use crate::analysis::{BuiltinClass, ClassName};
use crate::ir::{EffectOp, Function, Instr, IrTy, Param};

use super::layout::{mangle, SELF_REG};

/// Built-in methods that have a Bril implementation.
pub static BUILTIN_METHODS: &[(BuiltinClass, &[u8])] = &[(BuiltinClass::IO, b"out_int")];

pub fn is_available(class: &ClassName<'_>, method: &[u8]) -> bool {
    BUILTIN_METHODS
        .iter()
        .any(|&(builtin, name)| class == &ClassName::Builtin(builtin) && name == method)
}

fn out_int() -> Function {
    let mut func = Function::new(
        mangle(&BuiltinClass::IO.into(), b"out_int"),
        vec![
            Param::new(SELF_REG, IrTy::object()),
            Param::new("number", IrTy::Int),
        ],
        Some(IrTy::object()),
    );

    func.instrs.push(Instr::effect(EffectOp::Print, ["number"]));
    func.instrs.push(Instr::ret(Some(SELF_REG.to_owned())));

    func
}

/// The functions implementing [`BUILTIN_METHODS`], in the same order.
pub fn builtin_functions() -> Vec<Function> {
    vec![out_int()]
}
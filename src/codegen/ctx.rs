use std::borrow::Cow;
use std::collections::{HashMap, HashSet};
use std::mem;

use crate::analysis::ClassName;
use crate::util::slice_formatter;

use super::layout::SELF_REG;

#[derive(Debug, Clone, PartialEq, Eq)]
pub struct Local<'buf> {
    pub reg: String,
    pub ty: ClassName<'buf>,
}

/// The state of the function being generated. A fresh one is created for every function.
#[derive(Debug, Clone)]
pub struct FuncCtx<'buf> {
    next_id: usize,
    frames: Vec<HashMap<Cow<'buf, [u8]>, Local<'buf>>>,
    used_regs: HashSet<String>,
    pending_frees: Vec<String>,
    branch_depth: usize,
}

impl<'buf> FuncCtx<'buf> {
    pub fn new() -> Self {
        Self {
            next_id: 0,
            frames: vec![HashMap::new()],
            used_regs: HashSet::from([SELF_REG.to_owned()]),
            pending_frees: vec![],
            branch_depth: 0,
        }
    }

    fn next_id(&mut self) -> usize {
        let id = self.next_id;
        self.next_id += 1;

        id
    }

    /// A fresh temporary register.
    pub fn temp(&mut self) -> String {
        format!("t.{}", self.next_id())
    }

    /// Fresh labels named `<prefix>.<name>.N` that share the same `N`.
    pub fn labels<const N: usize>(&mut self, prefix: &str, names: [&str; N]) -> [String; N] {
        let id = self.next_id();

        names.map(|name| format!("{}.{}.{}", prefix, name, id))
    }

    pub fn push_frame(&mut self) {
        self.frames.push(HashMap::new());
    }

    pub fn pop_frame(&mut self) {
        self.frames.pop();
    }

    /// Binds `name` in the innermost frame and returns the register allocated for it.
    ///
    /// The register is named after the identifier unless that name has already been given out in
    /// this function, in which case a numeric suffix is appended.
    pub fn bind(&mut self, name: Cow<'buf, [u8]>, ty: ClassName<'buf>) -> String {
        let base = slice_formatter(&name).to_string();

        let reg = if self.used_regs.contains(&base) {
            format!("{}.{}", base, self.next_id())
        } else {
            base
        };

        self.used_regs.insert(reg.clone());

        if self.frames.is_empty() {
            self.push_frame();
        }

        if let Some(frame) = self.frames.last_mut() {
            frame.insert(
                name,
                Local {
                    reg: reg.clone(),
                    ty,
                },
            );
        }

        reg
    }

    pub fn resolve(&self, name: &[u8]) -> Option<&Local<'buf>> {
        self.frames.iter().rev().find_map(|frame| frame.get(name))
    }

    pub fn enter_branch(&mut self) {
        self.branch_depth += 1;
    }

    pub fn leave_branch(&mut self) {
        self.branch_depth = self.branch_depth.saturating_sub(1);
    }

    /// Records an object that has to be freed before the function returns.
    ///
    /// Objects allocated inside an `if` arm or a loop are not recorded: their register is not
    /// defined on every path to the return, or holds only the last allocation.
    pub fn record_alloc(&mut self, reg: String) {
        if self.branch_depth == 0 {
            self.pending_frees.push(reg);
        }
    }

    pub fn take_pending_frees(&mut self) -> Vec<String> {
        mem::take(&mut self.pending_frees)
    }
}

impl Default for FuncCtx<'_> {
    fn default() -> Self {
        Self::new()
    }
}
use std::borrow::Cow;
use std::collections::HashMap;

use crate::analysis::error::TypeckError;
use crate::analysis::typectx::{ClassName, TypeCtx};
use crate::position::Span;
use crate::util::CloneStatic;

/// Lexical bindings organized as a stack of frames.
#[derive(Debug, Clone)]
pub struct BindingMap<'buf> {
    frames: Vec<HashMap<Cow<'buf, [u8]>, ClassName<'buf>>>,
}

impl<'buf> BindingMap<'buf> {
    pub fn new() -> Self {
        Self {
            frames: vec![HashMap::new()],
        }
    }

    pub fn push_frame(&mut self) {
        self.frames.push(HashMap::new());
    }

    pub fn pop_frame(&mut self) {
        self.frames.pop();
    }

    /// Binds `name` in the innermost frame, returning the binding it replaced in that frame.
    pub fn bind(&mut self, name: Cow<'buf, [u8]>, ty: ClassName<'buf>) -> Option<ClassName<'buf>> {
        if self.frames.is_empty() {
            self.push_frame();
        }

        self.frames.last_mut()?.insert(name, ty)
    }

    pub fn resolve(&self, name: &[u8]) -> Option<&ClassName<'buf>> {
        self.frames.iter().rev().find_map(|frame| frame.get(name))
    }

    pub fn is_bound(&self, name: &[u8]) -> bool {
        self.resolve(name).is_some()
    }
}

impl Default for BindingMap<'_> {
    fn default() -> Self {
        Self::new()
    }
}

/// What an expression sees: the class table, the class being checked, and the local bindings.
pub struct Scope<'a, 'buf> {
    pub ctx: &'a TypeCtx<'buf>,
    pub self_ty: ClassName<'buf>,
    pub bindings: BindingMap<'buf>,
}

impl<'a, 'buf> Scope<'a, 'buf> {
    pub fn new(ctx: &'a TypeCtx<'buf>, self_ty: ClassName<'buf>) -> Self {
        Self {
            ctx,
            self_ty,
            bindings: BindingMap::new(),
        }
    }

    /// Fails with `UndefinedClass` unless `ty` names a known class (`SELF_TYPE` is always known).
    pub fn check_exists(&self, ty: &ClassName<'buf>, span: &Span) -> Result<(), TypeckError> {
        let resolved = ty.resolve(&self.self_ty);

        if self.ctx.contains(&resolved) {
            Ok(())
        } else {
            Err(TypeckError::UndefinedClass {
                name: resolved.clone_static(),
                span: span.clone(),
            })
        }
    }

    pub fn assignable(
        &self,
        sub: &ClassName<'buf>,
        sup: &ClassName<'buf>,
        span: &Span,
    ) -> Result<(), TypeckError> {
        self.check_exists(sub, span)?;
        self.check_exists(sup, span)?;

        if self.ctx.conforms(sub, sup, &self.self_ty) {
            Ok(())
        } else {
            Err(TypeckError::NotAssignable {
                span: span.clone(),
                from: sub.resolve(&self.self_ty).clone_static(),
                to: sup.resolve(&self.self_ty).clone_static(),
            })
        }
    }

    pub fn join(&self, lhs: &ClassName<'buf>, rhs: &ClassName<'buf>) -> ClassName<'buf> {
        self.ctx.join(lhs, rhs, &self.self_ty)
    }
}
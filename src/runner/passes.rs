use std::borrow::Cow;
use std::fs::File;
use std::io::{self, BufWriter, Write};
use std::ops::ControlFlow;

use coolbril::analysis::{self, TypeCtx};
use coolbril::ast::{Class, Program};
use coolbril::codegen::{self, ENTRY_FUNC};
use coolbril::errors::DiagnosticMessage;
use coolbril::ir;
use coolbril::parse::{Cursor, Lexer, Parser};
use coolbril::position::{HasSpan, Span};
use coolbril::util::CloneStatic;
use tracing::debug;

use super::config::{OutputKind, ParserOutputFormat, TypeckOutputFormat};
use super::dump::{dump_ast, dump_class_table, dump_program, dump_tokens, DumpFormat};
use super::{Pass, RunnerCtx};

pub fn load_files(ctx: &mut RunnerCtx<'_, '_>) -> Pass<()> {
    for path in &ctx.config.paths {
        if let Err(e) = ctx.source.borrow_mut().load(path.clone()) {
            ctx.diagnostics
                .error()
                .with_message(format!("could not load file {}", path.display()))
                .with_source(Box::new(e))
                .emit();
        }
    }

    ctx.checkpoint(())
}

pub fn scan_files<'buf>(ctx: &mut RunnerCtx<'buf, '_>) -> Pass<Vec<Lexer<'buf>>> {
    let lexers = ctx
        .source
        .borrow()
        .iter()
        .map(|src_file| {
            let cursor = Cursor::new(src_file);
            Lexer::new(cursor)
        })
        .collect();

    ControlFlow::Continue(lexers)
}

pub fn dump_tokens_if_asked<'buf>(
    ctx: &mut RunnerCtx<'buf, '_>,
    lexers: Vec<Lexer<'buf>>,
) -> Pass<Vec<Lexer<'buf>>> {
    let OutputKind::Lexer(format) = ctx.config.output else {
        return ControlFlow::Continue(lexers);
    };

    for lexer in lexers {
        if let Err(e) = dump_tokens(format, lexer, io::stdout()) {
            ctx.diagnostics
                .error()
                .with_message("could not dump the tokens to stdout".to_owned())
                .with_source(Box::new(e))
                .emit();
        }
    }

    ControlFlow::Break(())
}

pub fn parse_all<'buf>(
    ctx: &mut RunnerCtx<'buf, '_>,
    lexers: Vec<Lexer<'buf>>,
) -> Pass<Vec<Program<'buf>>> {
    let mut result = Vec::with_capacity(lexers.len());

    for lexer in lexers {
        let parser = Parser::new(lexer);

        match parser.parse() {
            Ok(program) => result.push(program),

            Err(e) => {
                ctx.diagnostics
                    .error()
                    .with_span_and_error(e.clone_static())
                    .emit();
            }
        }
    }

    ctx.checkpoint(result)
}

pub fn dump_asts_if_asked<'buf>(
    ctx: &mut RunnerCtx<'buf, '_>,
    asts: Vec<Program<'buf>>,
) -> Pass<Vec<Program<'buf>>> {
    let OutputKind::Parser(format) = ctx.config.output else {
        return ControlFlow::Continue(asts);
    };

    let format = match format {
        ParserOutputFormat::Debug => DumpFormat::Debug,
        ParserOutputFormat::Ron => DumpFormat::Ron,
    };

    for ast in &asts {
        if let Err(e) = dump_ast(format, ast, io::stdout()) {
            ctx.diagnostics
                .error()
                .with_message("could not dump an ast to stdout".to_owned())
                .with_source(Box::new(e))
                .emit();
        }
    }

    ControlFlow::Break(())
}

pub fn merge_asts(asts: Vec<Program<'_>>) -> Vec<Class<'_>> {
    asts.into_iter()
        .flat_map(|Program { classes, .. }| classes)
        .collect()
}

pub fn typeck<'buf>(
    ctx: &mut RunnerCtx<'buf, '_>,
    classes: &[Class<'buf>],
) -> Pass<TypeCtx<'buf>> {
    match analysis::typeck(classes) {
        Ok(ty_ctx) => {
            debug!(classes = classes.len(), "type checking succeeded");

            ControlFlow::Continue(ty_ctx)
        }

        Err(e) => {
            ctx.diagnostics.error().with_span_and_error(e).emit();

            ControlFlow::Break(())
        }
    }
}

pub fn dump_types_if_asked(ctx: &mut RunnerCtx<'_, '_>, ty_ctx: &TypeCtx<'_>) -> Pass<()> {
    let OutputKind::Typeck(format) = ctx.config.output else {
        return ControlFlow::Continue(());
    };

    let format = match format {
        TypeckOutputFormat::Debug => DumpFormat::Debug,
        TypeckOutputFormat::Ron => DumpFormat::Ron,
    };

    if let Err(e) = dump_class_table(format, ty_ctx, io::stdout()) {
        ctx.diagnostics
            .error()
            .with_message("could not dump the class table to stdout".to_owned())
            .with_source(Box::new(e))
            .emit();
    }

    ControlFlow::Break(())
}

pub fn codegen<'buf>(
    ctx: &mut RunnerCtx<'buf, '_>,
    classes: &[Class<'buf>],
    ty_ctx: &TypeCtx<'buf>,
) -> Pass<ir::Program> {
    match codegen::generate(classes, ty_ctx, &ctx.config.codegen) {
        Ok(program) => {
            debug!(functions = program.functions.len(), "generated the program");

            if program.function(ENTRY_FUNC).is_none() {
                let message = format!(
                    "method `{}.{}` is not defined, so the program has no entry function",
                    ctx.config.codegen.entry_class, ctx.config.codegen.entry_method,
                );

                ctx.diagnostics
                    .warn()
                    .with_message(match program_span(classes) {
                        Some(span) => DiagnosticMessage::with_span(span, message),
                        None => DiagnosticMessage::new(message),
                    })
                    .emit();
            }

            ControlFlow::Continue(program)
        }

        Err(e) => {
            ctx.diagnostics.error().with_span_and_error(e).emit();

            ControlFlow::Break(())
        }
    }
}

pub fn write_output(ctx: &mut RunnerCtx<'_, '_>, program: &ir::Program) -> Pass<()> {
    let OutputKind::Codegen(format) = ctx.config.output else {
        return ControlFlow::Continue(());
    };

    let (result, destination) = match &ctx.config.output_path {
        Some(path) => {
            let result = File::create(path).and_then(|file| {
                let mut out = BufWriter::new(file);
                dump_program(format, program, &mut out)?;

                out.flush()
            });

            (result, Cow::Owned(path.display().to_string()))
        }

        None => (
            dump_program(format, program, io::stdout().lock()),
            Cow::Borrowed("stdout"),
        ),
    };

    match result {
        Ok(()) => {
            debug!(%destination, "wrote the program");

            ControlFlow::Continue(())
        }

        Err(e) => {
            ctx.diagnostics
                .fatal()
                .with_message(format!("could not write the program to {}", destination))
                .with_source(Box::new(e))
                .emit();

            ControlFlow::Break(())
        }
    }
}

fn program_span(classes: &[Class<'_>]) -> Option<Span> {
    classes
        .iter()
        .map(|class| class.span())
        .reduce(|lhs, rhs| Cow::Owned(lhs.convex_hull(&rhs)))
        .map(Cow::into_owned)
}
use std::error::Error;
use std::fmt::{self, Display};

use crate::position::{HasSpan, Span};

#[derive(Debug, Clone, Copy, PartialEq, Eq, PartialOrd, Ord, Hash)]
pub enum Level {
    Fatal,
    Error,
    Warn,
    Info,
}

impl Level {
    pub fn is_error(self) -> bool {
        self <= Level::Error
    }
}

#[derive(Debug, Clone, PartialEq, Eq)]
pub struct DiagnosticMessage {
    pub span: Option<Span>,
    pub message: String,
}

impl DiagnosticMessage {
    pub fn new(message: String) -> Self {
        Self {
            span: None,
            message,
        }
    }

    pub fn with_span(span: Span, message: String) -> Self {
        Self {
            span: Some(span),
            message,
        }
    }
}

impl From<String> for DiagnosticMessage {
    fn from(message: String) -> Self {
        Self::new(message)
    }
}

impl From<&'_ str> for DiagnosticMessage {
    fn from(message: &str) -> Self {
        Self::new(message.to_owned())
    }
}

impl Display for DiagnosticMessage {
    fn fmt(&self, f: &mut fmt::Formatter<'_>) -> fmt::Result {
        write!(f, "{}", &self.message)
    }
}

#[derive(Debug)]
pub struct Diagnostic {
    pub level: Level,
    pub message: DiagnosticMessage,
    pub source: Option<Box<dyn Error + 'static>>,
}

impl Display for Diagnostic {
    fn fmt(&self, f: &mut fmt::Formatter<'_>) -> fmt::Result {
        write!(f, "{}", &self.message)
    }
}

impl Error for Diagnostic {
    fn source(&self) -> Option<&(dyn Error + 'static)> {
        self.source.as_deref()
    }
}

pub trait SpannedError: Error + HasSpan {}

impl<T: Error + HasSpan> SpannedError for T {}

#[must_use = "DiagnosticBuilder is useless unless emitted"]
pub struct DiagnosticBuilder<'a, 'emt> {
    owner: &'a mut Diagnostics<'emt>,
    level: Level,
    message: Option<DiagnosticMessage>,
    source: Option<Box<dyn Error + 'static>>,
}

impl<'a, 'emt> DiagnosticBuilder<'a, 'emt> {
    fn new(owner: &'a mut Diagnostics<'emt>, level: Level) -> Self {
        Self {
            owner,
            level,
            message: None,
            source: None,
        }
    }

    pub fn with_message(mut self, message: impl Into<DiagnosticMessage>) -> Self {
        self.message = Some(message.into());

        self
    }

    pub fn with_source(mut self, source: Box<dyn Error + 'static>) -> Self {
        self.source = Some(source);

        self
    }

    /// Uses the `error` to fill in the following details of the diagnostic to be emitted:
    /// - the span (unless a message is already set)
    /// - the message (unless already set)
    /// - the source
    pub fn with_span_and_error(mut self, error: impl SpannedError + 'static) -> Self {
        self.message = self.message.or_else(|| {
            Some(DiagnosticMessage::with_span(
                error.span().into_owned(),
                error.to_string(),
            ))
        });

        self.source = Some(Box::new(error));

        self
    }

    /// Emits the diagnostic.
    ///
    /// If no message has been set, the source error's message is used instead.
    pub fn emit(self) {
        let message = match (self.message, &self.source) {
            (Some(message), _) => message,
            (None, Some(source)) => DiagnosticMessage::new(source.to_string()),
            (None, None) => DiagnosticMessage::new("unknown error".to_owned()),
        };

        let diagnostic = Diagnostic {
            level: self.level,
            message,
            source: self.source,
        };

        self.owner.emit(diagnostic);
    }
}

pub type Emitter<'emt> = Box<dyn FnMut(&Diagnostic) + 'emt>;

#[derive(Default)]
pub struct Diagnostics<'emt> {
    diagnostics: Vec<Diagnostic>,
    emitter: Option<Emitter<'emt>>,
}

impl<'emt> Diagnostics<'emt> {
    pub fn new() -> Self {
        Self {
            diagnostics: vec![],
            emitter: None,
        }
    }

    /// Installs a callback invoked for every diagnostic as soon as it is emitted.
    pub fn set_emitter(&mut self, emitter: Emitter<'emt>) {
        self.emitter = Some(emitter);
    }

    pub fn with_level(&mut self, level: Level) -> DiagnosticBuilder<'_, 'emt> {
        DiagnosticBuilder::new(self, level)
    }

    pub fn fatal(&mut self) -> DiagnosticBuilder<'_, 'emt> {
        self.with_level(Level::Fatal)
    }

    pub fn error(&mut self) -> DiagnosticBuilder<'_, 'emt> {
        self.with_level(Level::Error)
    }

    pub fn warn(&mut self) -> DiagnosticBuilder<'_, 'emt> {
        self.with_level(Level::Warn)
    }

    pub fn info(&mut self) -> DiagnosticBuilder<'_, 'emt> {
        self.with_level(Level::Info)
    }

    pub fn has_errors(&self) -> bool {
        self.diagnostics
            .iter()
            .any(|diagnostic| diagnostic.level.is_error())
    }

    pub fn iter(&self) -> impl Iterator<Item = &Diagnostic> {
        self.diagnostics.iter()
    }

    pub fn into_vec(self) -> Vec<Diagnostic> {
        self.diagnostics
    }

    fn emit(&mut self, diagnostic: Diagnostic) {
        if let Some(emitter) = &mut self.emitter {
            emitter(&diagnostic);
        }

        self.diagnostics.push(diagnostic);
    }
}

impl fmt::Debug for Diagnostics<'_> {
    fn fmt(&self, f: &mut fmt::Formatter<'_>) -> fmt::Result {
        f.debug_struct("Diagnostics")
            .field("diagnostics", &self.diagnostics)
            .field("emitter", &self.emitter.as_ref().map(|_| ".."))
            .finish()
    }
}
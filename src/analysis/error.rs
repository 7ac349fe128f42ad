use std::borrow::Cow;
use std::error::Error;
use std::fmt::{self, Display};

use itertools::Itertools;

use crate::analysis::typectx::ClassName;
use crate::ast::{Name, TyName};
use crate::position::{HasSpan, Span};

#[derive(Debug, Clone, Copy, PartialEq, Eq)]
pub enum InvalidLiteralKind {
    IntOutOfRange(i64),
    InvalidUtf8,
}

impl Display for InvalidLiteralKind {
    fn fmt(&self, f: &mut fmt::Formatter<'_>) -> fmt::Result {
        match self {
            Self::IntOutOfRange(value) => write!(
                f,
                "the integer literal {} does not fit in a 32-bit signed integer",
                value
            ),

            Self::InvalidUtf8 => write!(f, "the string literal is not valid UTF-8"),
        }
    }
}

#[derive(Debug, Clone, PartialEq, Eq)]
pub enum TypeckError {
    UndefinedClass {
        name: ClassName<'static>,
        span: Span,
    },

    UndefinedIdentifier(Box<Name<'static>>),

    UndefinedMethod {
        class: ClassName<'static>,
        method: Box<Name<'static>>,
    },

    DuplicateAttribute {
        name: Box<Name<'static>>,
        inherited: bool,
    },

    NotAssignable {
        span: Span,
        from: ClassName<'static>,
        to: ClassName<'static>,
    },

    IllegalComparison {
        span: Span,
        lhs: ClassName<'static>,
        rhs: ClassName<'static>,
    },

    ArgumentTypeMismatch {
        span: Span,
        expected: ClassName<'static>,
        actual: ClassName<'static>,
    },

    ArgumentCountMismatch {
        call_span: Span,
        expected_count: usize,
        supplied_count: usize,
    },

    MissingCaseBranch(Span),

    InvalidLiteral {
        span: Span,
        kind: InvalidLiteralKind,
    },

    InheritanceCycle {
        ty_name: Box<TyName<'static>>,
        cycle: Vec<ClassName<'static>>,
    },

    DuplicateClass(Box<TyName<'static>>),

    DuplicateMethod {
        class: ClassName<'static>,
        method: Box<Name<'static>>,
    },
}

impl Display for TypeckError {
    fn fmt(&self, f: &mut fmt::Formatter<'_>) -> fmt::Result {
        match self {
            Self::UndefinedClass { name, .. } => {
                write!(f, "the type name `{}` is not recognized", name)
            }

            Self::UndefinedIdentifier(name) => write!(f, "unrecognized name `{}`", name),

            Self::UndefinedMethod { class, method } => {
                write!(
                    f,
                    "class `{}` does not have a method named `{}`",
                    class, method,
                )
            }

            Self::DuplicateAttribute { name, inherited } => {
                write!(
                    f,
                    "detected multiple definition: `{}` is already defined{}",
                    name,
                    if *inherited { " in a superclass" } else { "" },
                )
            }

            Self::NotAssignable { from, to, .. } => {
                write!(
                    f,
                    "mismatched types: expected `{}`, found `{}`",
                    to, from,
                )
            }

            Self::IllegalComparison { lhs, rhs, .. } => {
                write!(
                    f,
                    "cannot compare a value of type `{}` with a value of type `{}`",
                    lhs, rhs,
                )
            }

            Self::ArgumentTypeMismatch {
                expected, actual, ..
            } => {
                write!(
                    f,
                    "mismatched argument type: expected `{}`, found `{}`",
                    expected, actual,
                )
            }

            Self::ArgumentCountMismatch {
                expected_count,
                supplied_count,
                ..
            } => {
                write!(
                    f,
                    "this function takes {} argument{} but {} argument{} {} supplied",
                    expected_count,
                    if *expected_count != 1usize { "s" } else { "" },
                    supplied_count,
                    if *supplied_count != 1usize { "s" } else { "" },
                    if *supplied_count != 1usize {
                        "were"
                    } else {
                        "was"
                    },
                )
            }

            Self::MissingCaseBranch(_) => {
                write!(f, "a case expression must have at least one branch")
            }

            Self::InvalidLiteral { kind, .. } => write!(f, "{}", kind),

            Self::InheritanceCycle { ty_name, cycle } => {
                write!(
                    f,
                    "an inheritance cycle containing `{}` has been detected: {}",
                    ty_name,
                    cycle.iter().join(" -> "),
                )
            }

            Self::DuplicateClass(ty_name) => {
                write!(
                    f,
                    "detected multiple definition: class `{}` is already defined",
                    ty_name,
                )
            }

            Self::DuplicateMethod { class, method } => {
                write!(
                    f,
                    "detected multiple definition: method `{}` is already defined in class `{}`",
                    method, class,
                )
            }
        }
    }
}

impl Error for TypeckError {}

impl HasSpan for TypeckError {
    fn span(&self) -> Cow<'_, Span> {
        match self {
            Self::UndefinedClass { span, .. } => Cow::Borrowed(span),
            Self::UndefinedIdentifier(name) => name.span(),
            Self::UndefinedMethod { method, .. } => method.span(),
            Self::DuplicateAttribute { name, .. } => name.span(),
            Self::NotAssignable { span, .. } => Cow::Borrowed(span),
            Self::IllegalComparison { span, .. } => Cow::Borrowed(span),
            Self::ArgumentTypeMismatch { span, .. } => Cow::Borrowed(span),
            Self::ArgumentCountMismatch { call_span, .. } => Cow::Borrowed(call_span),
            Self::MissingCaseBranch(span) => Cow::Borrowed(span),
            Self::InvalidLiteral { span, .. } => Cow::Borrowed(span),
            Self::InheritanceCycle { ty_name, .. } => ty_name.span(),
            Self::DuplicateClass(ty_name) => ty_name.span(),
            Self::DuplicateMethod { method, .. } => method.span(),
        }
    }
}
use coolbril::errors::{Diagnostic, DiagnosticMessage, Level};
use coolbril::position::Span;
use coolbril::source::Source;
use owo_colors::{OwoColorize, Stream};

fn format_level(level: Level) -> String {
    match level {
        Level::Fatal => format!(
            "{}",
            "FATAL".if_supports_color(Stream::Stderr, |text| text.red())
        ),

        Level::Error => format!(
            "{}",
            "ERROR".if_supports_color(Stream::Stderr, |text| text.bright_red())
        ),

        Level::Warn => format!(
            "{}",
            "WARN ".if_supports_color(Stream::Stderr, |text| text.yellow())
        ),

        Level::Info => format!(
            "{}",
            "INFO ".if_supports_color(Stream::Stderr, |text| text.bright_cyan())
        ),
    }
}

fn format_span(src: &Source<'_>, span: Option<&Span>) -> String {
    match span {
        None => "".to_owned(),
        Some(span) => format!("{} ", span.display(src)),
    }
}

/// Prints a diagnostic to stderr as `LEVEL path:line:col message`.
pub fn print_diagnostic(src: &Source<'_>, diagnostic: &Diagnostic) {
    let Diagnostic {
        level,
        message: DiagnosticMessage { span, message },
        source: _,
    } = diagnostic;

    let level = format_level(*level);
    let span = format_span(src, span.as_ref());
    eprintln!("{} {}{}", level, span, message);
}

**Problem requirements**
Reproduce exactly the stretch of the material above that starts at the line with "pub fn take_pending_frees(&mut" and ends at the line with "pub fn resolve(&self, name: &[u8]) -> Option<&ClassName<'buf>>", both included, and nothing else.

**Result below**
    pub fn take_pending_frees(&mut self) -> Vec<String> {
        mem::take(&mut self.pending_frees)
    }
}

impl Default for FuncCtx<'_> {
    fn default() -> Self {
        Self::new()
    }
}
use std::borrow::Cow;
use std::collections::HashMap;

use crate::analysis::error::TypeckError;
use crate::analysis::typectx::{ClassName, TypeCtx};
use crate::position::Span;
use crate::util::CloneStatic;

/// Lexical bindings organized as a stack of frames.
#[derive(Debug, Clone)]
pub struct BindingMap<'buf> {
    frames: Vec<HashMap<Cow<'buf, [u8]>, ClassName<'buf>>>,
}

impl<'buf> BindingMap<'buf> {
    pub fn new() -> Self {
        Self {
            frames: vec![HashMap::new()],
        }
    }

    pub fn push_frame(&mut self) {
        self.frames.push(HashMap::new());
    }

    pub fn pop_frame(&mut self) {
        self.frames.pop();
    }

    /// Binds `name` in the innermost frame, returning the binding it replaced in that frame.
    pub fn bind(&mut self, name: Cow<'buf, [u8]>, ty: ClassName<'buf>) -> Option<ClassName<'buf>> {
        if self.frames.is_empty() {
            self.push_frame();
        }

        self.frames.last_mut()?.insert(name, ty)
    }

    pub fn resolve(&self, name: &[u8]) -> Option<&ClassName<'buf>> {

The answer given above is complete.